Brain source localization using reduced EEG sensors

Abstract

Brain source activation is caused due to certain mental or physical task, and such activation is localized by using various optimization techniques. This localization has vital application for diagnoses of various brain disorders such as epilepsy, schizophrenia, Alzheimer, depression, Parkinson and stress. Various neuroimaging techniques (such as EEG, fMRI, MEG) are used to record brain activity for inference and estimation of active source locations. EEG employs set of sensors which are placed on scalp to measure electric potentials. These sensors have significant role in overall system complexity, computational time and system cost. Hence, sensor reduction for EEG source localization has been a topic of interest for researchers to develop a system with improved localization precision, less system complexity and reduced cost. This research work discusses and implements the brain source localization for real-time and synthetically generated EEG dataset with reduced number of sensors.
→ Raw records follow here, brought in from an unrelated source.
//! Handlers for the `/lists` resource: lists and the URL entries inside them.

use crate::error::AppError;
use crate::response::{created, no_content, ok};
use crate::state::AppState;
use axum::{
    body::Bytes,
    extract::{
        rejection::{BytesRejection, JsonRejection, QueryRejection},
        Query, State,
    },
    response::Response,
    Json,
};
use serde::Deserialize;

#[derive(Debug, Default, Deserialize)]
pub struct GetListsQuery {
    pub id: Option<String>,
}

#[derive(Debug, Default, Deserialize)]
#[serde(rename_all = "camelCase")]
pub struct CreateListBody {
    pub custom_url: Option<String>,
}

#[derive(Debug, Deserialize)]
#[serde(rename_all = "camelCase")]
pub struct AddUrlBody {
    pub list_id: i64,
    pub url: String,
    #[serde(default)]
    pub title: Option<String>,
    #[serde(default)]
    pub description: Option<String>,
}

#[derive(Debug, Deserialize)]
#[serde(rename_all = "camelCase")]
pub struct UpdateUrlBody {
    pub url_id: i64,
    pub new_url: String,
}

#[derive(Debug, Default, Deserialize)]
#[serde(rename_all = "camelCase")]
pub struct DeleteQuery {
    pub url_id: Option<String>,
    pub list_id: Option<String>,
}

fn non_empty(value: Option<String>) -> Option<String> {
    value.filter(|s| !s.trim().is_empty())
}

/// GET /lists?id=<slug> returns one list; without `id`, every list.
pub async fn get_lists(
    State(state): State<AppState>,
    query: Result<Query<GetListsQuery>, QueryRejection>,
) -> Result<Response, AppError> {
    let Query(query) = query?;
    match non_empty(query.id) {
        Some(slug) => Ok(ok(state.lists.get_list(&slug).await?)),
        None => Ok(ok(state.lists.get_all_lists().await?)),
    }
}

/// POST /lists with `{customUrl?}`. An empty body is the same as `{}`.
pub async fn create_list(
    State(state): State<AppState>,
    body: Result<Bytes, BytesRejection>,
) -> Result<Response, AppError> {
    let body = body?;
    let body: CreateListBody = if body.iter().all(u8::is_ascii_whitespace) {
        CreateListBody::default()
    } else {
        serde_json::from_slice(&body)
            .map_err(|e| AppError::Validation(format!("invalid JSON body: {}", e)))?
    };
    let list = state.lists.create_list(body.custom_url.as_deref()).await?;
    Ok(created(list))
}

/// PUT /lists with `{listId, url, title?, description?}` appends an entry.
pub async fn add_url(
    State(state): State<AppState>,
    body: Result<Json<AddUrlBody>, JsonRejection>,
) -> Result<Response, AppError> {
    let Json(body) = body?;
    let entry = state
        .lists
        .add_url_to_list(
            body.list_id,
            &body.url,
            body.title.as_deref(),
            body.description.as_deref(),
        )
        .await?;
    Ok(ok(entry))
}

/// PATCH /lists with `{urlId, newUrl}` replaces an entry's URL text.
pub async fn update_url(
    State(state): State<AppState>,
    body: Result<Json<UpdateUrlBody>, JsonRejection>,
) -> Result<Response, AppError> {
    let Json(body) = body?;
    let entry = state.lists.update_url(body.url_id, &body.new_url).await?;
    Ok(ok(entry))
}

/// DELETE /lists?urlId=<id> or ?listId=<slug>. `urlId` wins when both are given.
pub async fn delete_entry(
    State(state): State<AppState>,
    query: Result<Query<DeleteQuery>, QueryRejection>,
) -> Result<Response, AppError> {
    let Query(query) = query?;
    if let Some(raw) = non_empty(query.url_id) {
        let url_id: i64 = raw
            .trim()
            .parse()
            .map_err(|_| AppError::Validation("urlId must be an integer".into()))?;
        state.lists.delete_url(url_id).await?;
        return Ok(no_content());
    }
    if let Some(slug) = non_empty(query.list_id) {
        state.lists.delete_list(&slug).await?;
        return Ok(no_content());
    }
    Err(AppError::BadRequest("Missing urlId or listId parameter".into()))
}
For this, various optimization algorithms are used which include Bayesian framework-based multiple sparse priors (MSP), classical low-resolution brain electromagnetic tomography (LORETA), beamformer and minimum norm estimation (MNE). The results obtained are then compared in terms of negative variational free energy, localization error and computational time measured in seconds. It is observed that multiple sparse priors (MSP) with increased number of patches performed best even with reduced number of sensors, i.e., 7 instead of 74. The results are shown valid for synthetic EEG data at low SNR level, i.e., 5 dB and real-time EEG data, respectively.